Another earnings season is upon us. It's arguably the best insight into the financial health of Corporate America, but it can also be overwhelming due to the volume of data released. For this installment of Investing 101, we take a closer look at quarterly earnings reports, explaining the key terms and numbers that matter.
The Top Line
A company's total sales or revenue results is called their "top line" figure. This is where all the calculating begins. It's the number from which various costs and expenses of running a business are deducted. Sales growth is the primary measurement for most companies and is normally computed as the percentage change from the same period a year ago.
The Bottom Line
There are two primary ways of calculating how much money, or profit, a business made. The first is net income, expressed in dollars.
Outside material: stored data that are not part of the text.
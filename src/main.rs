use clap::{Parser, Subcommand};
use likebridge::{
    broker::{EventBroker, InMemoryBroker, RedisStreamBroker},
    cache::CounterSyncConsumer,
    config::{Config, ConfigLoader, ConfigValidator, CounterSinkKind, LikeStrategy, LogFormat},
    dlq::{DeadLetterQueue, DlqStorage, InMemoryDlqStorage, RedisDlqStorage},
    error::{
        retry::{with_retry, RetryConfig},
        Result,
    },
    health::{BrokerHealthCheck, HealthRegistry, HealthStatus, KvHealthCheck, StoreHealthCheck},
    jobs::{self, LedgerSyncJob, ReconciliationJob},
    kv::{KeyScheme, KeyValueStore, RedisKvStore},
    processor::LikeEventProcessor,
    store::{LikeStore, PostgresLikeStore},
    LikeBridgeError,
};
use std::sync::Arc;
use std::time::Duration;
use tokio::signal;
use tokio::sync::watch;
use tokio::task::JoinHandle;
use tracing::{debug, error, info, warn};
use tracing_subscriber::{layer::SubscriberExt, util::SubscriberInitExt};

#[derive(Parser)]
#[command(
    name = "likebridge",
    version = env!("CARGO_PKG_VERSION"),
    about = "Like-counter synchronization and reconciliation engine",
    long_about = None
)]
struct Cli {
    /// Configuration file path
    #[arg(short, long, env = "LIKEBRIDGE_CONFIG")]
    config: Option<String>,

    /// Log level (trace, debug, info, warn, error); overrides the configuration
    #[arg(short, long, env = "LIKEBRIDGE_LOG_LEVEL")]
    log_level: Option<String>,

    #[command(subcommand)]
    command: Option<Commands>,
}

#[derive(Subcommand)]
enum Commands {
    /// Run the background workers: like event processor, counter sync
    /// consumer, ledger sync and daily reconciliation. Like requests and
    /// counter increments come from processes embedding the library.
    Run {
        /// Validate configuration without starting
        #[arg(long)]
        dry_run: bool,
    },
    /// Validate configuration
    Validate,
    /// Generate sample configuration
    GenerateSample,
    /// Run one reconciliation sweep and exit
    ReconcileOnce,
    /// Show version information
    Version,
}

/// Adapters built from configuration
struct Adapters {
    kv: Arc<RedisKvStore>,
    store: Arc<dyn LikeStore>,
    broker: Arc<dyn EventBroker>,
}

#[tokio::main]
async fn main() -> Result<()> {
    let cli = Cli::parse();

    match cli.command {
        Some(Commands::GenerateSample) => {
            println!("{}", ConfigLoader::generate_sample());
            return Ok(());
        }
        Some(Commands::Version) => {
            print_version_info();
            return Ok(());
        }
        _ => {}
    }

    let config = load_config(cli.config.as_deref())?;
    init_tracing(&config, cli.log_level.as_deref());
    info!("LikeBridge v{}", env!("CARGO_PKG_VERSION"));

    match cli.command {
        Some(Commands::Validate) => {
            info!("Validating configuration...");
            validate_config(&config)?;
            info!("Configuration is valid");
            Ok(())
        }
        Some(Commands::Run { dry_run: true }) => {
            info!("Running in dry-run mode");
            validate_config(&config)?;
            info!("Dry run completed successfully");
            Ok(())
        }
        Some(Commands::ReconcileOnce) => {
            validate_config(&config)?;
            reconcile_once(config).await
        }
        _ => {
            validate_config(&config)?;
            run_service(config).await
        }
    }
}

fn init_tracing(config: &Config, level_override: Option<&str>) {
    use tracing_subscriber::fmt::time::ChronoLocal;

    let filter = config.logging.filter(level_override);
    let filter_layer = tracing_subscriber::EnvFilter::try_from_default_env()
        .unwrap_or_else(|_| tracing_subscriber::EnvFilter::new(filter));
    let timer = ChronoLocal::new("%Y-%m-%d %H:%M:%S%.3f".to_string());

    match config.logging.format {
        LogFormat::Json => {
            let fmt_layer = tracing_subscriber::fmt::layer()
                .json()
                .with_timer(timer)
                .with_target(true)
                .with_thread_names(true);
            tracing_subscriber::registry()
                .with(filter_layer)
                .with(fmt_layer)
                .init();
        }
        LogFormat::Text => {
            let fmt_layer = tracing_subscriber::fmt::layer()
                .with_timer(timer)
                .with_ansi(true)
                .with_target(false)
                .fmt_fields(tracing_subscriber::fmt::format::DefaultFields::new())
                .event_format(CustomFormatter);
            tracing_subscriber::registry()
                .with(filter_layer)
                .with(fmt_layer)
                .init();
        }
    }
}

// Level-coloured single-line output with the thread tag
struct CustomFormatter;

impl<S, N> tracing_subscriber::fmt::FormatEvent<S, N> for CustomFormatter
where
    S: tracing::Subscriber + for<'a> tracing_subscriber::registry::LookupSpan<'a>,
    N: for<'a> tracing_subscriber::fmt::FormatFields<'a> + 'static,
{
    fn format_event(
        &self,
        ctx: &tracing_subscriber::fmt::FmtContext<'_, S, N>,
        mut writer: tracing_subscriber::fmt::format::Writer<'_>,
        event: &tracing::Event<'_>,
    ) -> std::fmt::Result {
        use tracing_subscriber::fmt::time::{ChronoLocal, FormatTime};

        let timer = ChronoLocal::new("%Y-%m-%d %H:%M:%S%.3f".to_string());
        timer.format_time(&mut writer)?;
        write!(writer, " ")?;

        match *event.metadata().level() {
            tracing::Level::ERROR => write!(writer, "\x1b[31mERROR\x1b[0m")?,
            tracing::Level::WARN => write!(writer, "\x1b[33m WARN\x1b[0m")?,
            tracing::Level::INFO => write!(writer, " INFO")?,
            tracing::Level::DEBUG => write!(writer, "\x1b[36mDEBUG\x1b[0m")?,
            tracing::Level::TRACE => write!(writer, "\x1b[35mTRACE\x1b[0m")?,
        }

        let current_thread = std::thread::current();
        let name = current_thread.name().unwrap_or("unnamed");
        let name = if name.len() > 8 { &name[name.len() - 8..] } else { name };
        write!(writer, " [{:8}] ", name)?;

        ctx.field_format().format_fields(writer.by_ref(), event)?;
        writeln!(writer)
    }
}

fn load_config(path: Option<&str>) -> Result<Config> {
    match path {
        Some(path) => ConfigLoader::load_from_file(path),
        None => ConfigLoader::load(),
    }
}

fn validate_config(config: &Config) -> Result<()> {
    let report = ConfigValidator::new(config.clone()).validate()?;
    report.print();

    if !report.is_valid() {
        return Err(LikeBridgeError::Validation(
            "Configuration validation failed. See errors above.".to_string(),
        ));
    }

    info!("  Application: {}", config.app.name);
    info!("  Instance ID: {}", config.app.instance_id);
    info!("  Strategy: {}", config.like_service.strategy.as_str());
    info!("  Broker backend: {}", config.broker.backend);
    Ok(())
}

fn consumer_name(config: &Config) -> String {
    config
        .broker
        .consumer_name
        .clone()
        .unwrap_or_else(|| format!("{}-{}", config.app.name, config.app.instance_id))
}

async fn connect_adapters(config: &Config) -> Result<Adapters> {
    let retry = RetryConfig::from(&config.error_handling.retry);
    let kv = Arc::new(
        with_retry(&retry, "connect to redis", || RedisKvStore::connect(&config.redis)).await?,
    );

    let broker: Arc<dyn EventBroker> = match config.broker.backend.as_str() {
        "memory" => {
            warn!("Using the in-memory broker; events do not survive a restart");
            Arc::new(InMemoryBroker::from_config(&config.broker))
        }
        _ => Arc::new(RedisStreamBroker::connect(kv.client().clone(), &config.broker).await?),
    };

    let store = Arc::new(
        with_retry(&retry, "connect to postgres", || PostgresLikeStore::connect(&config.database))
            .await?,
    );
    if config.database.ensure_schema {
        store.ensure_schema().await?;
    }

    Ok(Adapters {
        kv,
        store,
        broker,
    })
}

async fn check_health(adapters: &Adapters) -> Result<()> {
    let registry = HealthRegistry::new();
    registry
        .register(Box::new(KvHealthCheck::new(adapters.kv.clone())))
        .await;
    registry
        .register(Box::new(BrokerHealthCheck::new(adapters.broker.clone())))
        .await;
    registry
        .register(Box::new(StoreHealthCheck::new(adapters.store.clone())))
        .await;

    let health = registry.get_system_health().await;
    for (name, result) in &health.components {
        info!(
            "  {}: {:?}{}",
            name,
            result.status,
            result
                .message
                .as_deref()
                .map(|message| format!(" ({})", message))
                .unwrap_or_default()
        );
    }
    if health.status == HealthStatus::Unhealthy {
        return Err(LikeBridgeError::Validation(
            "Startup checks failed. See component status above.".to_string(),
        ));
    }
    Ok(())
}

fn reconciliation_job(config: &Config, adapters: &Adapters) -> ReconciliationJob {
    ReconciliationJob::new(
        adapters.kv.clone(),
        adapters.store.clone(),
        adapters.broker.clone(),
        KeyScheme::new(config.like_service.relation_key_prefix.clone()),
        config.broker.like_topic.clone(),
    )
    .with_scan_count(config.redis.scan_count)
    .with_retry(RetryConfig::from(&config.error_handling.retry))
}

async fn reconcile_once(config: Config) -> Result<()> {
    let adapters = connect_adapters(&config).await?;
    check_health(&adapters).await?;
    let report = reconciliation_job(&config, &adapters).run_once().await?;
    println!(
        "Scanned {} actors, emitted {} corrections, {} failures in {:?}",
        report.actors_scanned, report.corrections_emitted, report.failures, report.duration
    );
    Ok(())
}

async fn run_service(config: Config) -> Result<()> {
    info!("Starting LikeBridge");

    let adapters = connect_adapters(&config).await?;
    check_health(&adapters).await?;

    let kv: Arc<dyn KeyValueStore> = adapters.kv.clone();
    let (shutdown_tx, shutdown_rx) = watch::channel(false);
    let mut handles: Vec<(&'static str, JoinHandle<()>)> = Vec::new();

    let dlq_storage: Arc<dyn DlqStorage> = match config.broker.dead_letter.storage.as_str() {
        "memory" => Arc::new(InMemoryDlqStorage::new()),
        _ => Arc::new(RedisDlqStorage::new(
            adapters.kv.connection(),
            format!("{}:dlq", config.broker.stream_prefix),
        )),
    };
    let dlq = Arc::new(
        DeadLetterQueue::new(dlq_storage)
            .with_forwarding(adapters.broker.clone(), config.broker.dead_letter.topic.clone()),
    );

    // Like event processor
    let processor = LikeEventProcessor::new(adapters.store.clone(), dlq, &config.broker);
    let broker = adapters.broker.clone();
    let name = consumer_name(&config);
    let rx = shutdown_rx.clone();
    handles.push((
        "like event processor",
        tokio::spawn(async move {
            if let Err(e) = processor.run(broker, name, rx).await {
                error!("Like event processor failed: {}", e);
            }
        }),
    ));

    // Counter records published by embedded counter caches
    if config.counter_cache.sink == CounterSinkKind::Broker {
        let consumer = CounterSyncConsumer::new(
            kv.clone(),
            config.broker.counter_topic.clone(),
            Duration::from_secs(config.counter_cache.remote_ttl_secs),
            config.broker.counter_batch.clone(),
        );
        let broker = adapters.broker.clone();
        let subscription = config.broker.counter_subscription.clone();
        let name = consumer_name(&config);
        let rx = shutdown_rx.clone();
        handles.push((
            "counter sync consumer",
            tokio::spawn(async move {
                if let Err(e) = consumer.run(broker, subscription, name, rx).await {
                    error!("Counter sync consumer failed: {}", e);
                }
            }),
        ));
    }

    // Ledger sync for the atomic-script strategy
    if config.like_service.strategy == LikeStrategy::AtomicScript || config.ledger_sync.always_enabled {
        let job = LedgerSyncJob::new(
            kv.clone(),
            adapters.store.clone(),
            KeyScheme::new(config.like_service.relation_key_prefix.clone()),
            config.like_service.ledger_slice_secs,
        )
        .with_scan_count(config.redis.scan_count);
        let initial_delay = Duration::from_millis(config.ledger_sync.initial_delay_ms);
        let interval = Duration::from_millis(config.ledger_sync.interval_ms);
        let job = Arc::new(job);
        let rx = shutdown_rx.clone();
        handles.push((
            "ledger sync",
            tokio::spawn(async move {
                jobs::run_periodic("ledger sync", initial_delay, interval, rx, move || {
                    let job = job.clone();
                    async move {
                        if let Err(e) = job.run_once().await {
                            error!("Ledger sync failed: {}", e);
                        }
                    }
                })
                .await;
            }),
        ));
    }

    // Daily reconciliation
    if config.reconciliation.enabled {
        let job = Arc::new(reconciliation_job(&config, &adapters));
        let (hour, minute) = (config.reconciliation.hour, config.reconciliation.minute);
        let rx = shutdown_rx.clone();
        handles.push((
            "reconciliation",
            tokio::spawn(async move {
                jobs::run_daily("reconciliation", hour, minute, rx, move || {
                    let job = job.clone();
                    async move {
                        if let Err(e) = job.run_once().await {
                            error!("Reconciliation sweep failed: {}", e);
                        }
                    }
                })
                .await;
            }),
        ));
    }

    info!("{} background workers running", handles.len());
    info!("Press Ctrl+C to stop");

    match signal::ctrl_c().await {
        Ok(()) => info!("Shutdown signal received"),
        Err(err) => error!("Unable to listen for shutdown signal: {}", err),
    }

    info!("Stopping background tasks...");
    let _ = shutdown_tx.send(true);

    for (name, handle) in handles {
        match tokio::time::timeout(Duration::from_secs(30), handle).await {
            Ok(Ok(())) => info!("Stopped {}", name),
            Ok(Err(e)) => error!("{} task panicked: {}", name, e),
            Err(_) => warn!("{} did not stop within 30s", name),
        }
    }

    match likebridge::metrics::gather_metrics() {
        Ok(text) => debug!("Final metrics:\n{}", text),
        Err(e) => warn!("Unable to render metrics: {}", e),
    }

    info!("Service stopped");
    Ok(())
}

fn print_version_info() {
    println!("LikeBridge v{}", env!("CARGO_PKG_VERSION"));
    println!();
    println!("Like-counter synchronization across Redis, an event log and PostgreSQL");
    println!("License: MIT");
}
The second is earnings per share (or EPS). This number is calculated by dividing the profit by the number of shares outstanding.EPS is also the main number computed by analysts who make estimates ahead of earnings releases. The average of all of these is known as "the consensus estimate" and is the number a company is expected to hit. It is important to know that businesses aren't always profitable and therefore income and EPS can be positive or negative numbers.
Because of the innate complexity involved in running a large business, many companies choose to exclude certain items from the calculations in hopes of painting a better picture as to how the underlying business is actually doing.
As much as meeting Wall Street's expectations is important, an equally critical aspect of earnings season concerns what is called guidance. This is essentially a forecast of future activity. Like trailing results, it can be market moving if the new outlook differs from what analyst were already expecting.
Of course there are all sorts of different ways to assess how a business is doing and what it should be worth. Ultimately it boils down to sales and profits, how much they're growing, and how those results compare to expectations.